Only one Guideline had a low rate of adherence by DSA recommendation reports. Specifically, Advance Care Plans (Guideline 106) were only recognised in 0.7% of recommendation reports. However, this appeared to be due to external factors outside the control of DSA Dementia Consultants, including not being available to the Consultant for viewing or the clients being at an earlier stage of dementia where an Advance Care Plan was not warranted.

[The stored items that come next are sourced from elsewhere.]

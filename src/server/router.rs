//! Router builder utilities for item routes

use crate::core::MenuEntity;
use crate::server::handlers::{
    ProxyState, create, delete, get_item, health, list, toggle_availability, update,
};
use axum::{
    Router,
    routing::{get, patch},
};

/// Build item routes mounted at `mount_path` (e.g. `/items`)
///
/// - GET    {mount}                     - List items (query forwarded)
/// - POST   {mount}                     - Create an item
/// - GET    {mount}/{id}                - Get one item
/// - PUT    {mount}/{id}                - Update an item
/// - DELETE {mount}/{id}                - Delete an item
/// - PATCH  {mount}/{id}/availability   - Toggle availability (if supported)
pub fn build_item_routes<E: MenuEntity>(state: ProxyState, mount_path: &str) -> Router {
    let base = mount_path.trim_end_matches('/');
    let collection = if base.is_empty() { "/" } else { base };

    let mut router = Router::new()
        .route(collection, get(list).post(create::<E>))
        .route(
            &format!("{}/{{id}}", base),
            get(get_item::<E>).put(update::<E>).delete(delete::<E>),
        );

    if E::supports_availability() {
        router = router.route(
            &format!("{}/{{id}}/availability", base),
            patch(toggle_availability::<E>),
        );
    }

    router.with_state(state)
}

/// Build health check routes
pub fn health_routes() -> Router {
    Router::new()
        .route("/health", get(health))
        .route("/healthz", get(health))
}
/// クロップ矩形
///
/// 原点はソース寸法が一辺より小さい場合に負になり得るため符号付きで保持する。
/// 算出値はクランプしない
#[derive(Debug, Clone, Copy, PartialEq, Eq)]
pub struct CropRect {
    pub x: i64,
    pub y: i64,
    pub width: u32,
    pub height: u32,
}

/// 中央クロップの矩形を計算する
///
/// 各軸のクロップ幅は min(ソース寸法, target_side)、
/// 原点は floor((ソース寸法 - target_side) / 2)
pub fn compute_crop_rect(source_width: u32, source_height: u32, target_side: u32) -> CropRect {
    CropRect {
        x: center_origin(source_width, target_side),
        y: center_origin(source_height, target_side),
        width: source_width.min(target_side),
        height: source_height.min(target_side),
    }
}

fn center_origin(dimension: u32, target_side: u32) -> i64 {
    // div_euclid で負数も床方向に丸める
    (i64::from(dimension) - i64::from(target_side)).div_euclid(2)
}
pub mod config;
pub mod constants;
pub mod errors;
pub mod keys;
pub mod storage;
pub mod transform;

// 公開API
pub use config::CropConfig;
pub use constants::{
    DEFAULT_CONTAINER, DEFAULT_INPUT_PREFIX, DEFAULT_JPEG_QUALITY, DEFAULT_OUTPUT_PREFIX,
    DEFAULT_TARGET_SIDE,
};
pub use errors::{DecodeError, EncodeError, GeometryError, PipelineError, StorageError};
pub use keys::derive_output_key;
pub use storage::{ObjectStore, StorageHttpClient};
pub use transform::{CropRect, compute_crop_rect, crop_image, decode_image, encode_image};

Project 2: Clinical perceptions of DSA recommendation reports

In-depth interviews with 32 DSA Dementia Consultants and 25 residential aged care managers examined the perceived evidence base of the Guidelines, the perceived use of Guidelines in DSA recommendation reports, and any barriers or enablers to incorporating these recommendations into practice.

Key findings

Broadly, interviewees believed DSA recommendation reports use current best evidence and these recommendations translate to clinical improvements in DSA clients. Specifically, interviewees reported the following themes when discussing barriers and enablers of implementing DSA recommendations:

  1. Evidence is important: Evidence for DSA recommendations was considered a vital motivating factor for their implementation.
  2. Evidence can take many forms: Despite the reported significance of evidence, what constituted “evidence” varied considerably. 
  3. Evidence may not always be available: Interviewees reported that, due to the heterogeneity of people living with dementia and the idiosyncratic nature of delivering person-centred care, it was impossible to have evidence for all recommendations that may be useful.
  4. Strong relationships are needed between Dementia Consultants and referrers: A mutually respectful relationship between DSA and referrers was reported as being an important foundation of trusting the evidence and efficacy of recommendations.
  5. Recommendations need to be communicated clearly: Effective interpersonal communication and well-articulated, well-informed recommendations were associated with implementation of recommendations.
  6. Guidelines may not be known or may be considered impractical: Many staff working in aged care were unaware of the Guidelines. If Guidelines were known many staff considered Guidelines to be impractical to implement.
  7. Guidelines tell us “what” not “how”: While Guidelines detailed what was important in supporting people with dementia, generally there was a lack of supporting information on how to implement these in residential care. DSA Dementia Consultants, as knowledge translators of the Guidelines, were reported as being especially important enablers for the correct implementation of these Guidelines into practice.